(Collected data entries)
• • • • • • •
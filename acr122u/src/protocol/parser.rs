// acr122u/src/protocol/parser.rs
//! Bounds-aware slicing helpers.
//!
//! Command encoders use the checked variants; the ATR parser uses the
//! clamped ones because a malformed ATR must still yield a best-effort record.

use crate::{Error, Result};

/// Ensure the slice has at least `min` bytes.
pub fn ensure_len(data: &[u8], min: usize) -> Result<()> {
    if data.len() < min {
        return Err(Error::InvalidLength {
            expected: min,
            actual: data.len(),
        });
    }
    Ok(())
}

/// Read a single byte at `idx` with bounds checking.
pub fn byte_at(data: &[u8], idx: usize) -> Result<u8> {
    ensure_len(data, idx + 1)?;
    Ok(data[idx])
}

/// Return `data[start..end)` clamped to the available bytes.
///
/// Negative or inverted ranges yield an empty slice.
pub fn clamped(data: &[u8], start: isize, end: isize) -> &[u8] {
    let len = data.len() as isize;
    let s = start.clamp(0, len) as usize;
    let e = end.clamp(0, len) as usize;
    if s >= e { &[] } else { &data[s..e] }
}

/// Byte at a signed offset, or `None` when out of range.
pub fn byte_at_signed(data: &[u8], idx: isize) -> Option<u8> {
    usize::try_from(idx).ok().and_then(|i| data.get(i).copied())
}
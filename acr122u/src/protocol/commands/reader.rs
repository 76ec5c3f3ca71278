// acr122u/src/protocol/commands/reader.rs
//! Reader-facing pseudo-APDUs (P1 selects the reader function).

use crate::constants::PSEUDO_APDU_CLASS as CLA;
use crate::types::BuzzerLink;

/// FF 00 00 00 <len> <payload>: pass `payload` straight to the PN532.
pub fn direct_transmit(payload: &[u8]) -> Vec<u8> {
    let mut buf = Vec::with_capacity(5 + payload.len());
    buf.extend_from_slice(&[CLA, 0x00, 0x00, 0x00, payload.len() as u8]);
    buf.extend_from_slice(payload);
    buf
}

/// FF 00 40 <led state> 04 <t1> <t2> <repetitions> <buzzer link>
///
/// T1/T2 are in units of 100 ms. See `constants::led` for the state bits.
pub fn led_and_buzzer_control(
    led_state: u8,
    t1: u8,
    t2: u8,
    repetitions: u8,
    buzzer: BuzzerLink,
) -> Vec<u8> {
    vec![
        CLA,
        0x00,
        0x40,
        led_state,
        0x04,
        t1,
        t2,
        repetitions,
        buzzer as u8,
    ]
}

/// FF 00 48 00 00
pub fn get_firmware_version() -> Vec<u8> {
    vec![CLA, 0x00, 0x48, 0x00, 0x00]
}

/// FF 00 50 00 00
pub fn get_picc_operating_parameter() -> Vec<u8> {
    vec![CLA, 0x00, 0x50, 0x00, 0x00]
}

/// FF 00 51 <parameter> 00
pub fn set_picc_operating_parameter(parameter: u8) -> Vec<u8> {
    vec![CLA, 0x00, 0x51, parameter, 0x00]
}

/// FF 00 41 <timeout> 00 (units of 5 s; 0x00 disables, 0xFF waits forever)
pub fn set_timeout_parameter(timeout: u8) -> Vec<u8> {
    vec![CLA, 0x00, 0x41, timeout, 0x00]
}

/// FF 00 52 <FF|00> 00
pub fn set_buzzer_activity_on_detection(enabled: bool) -> Vec<u8> {
    let flag = if enabled { 0xFF } else { 0x00 };
    vec![CLA, 0x00, 0x52, flag, 0x00]
}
• • • • • • •
**What the task requires**: Reply with nothing but a number: how many lines of the entries above contain the string "units"?

**Reply to the exercise**: 2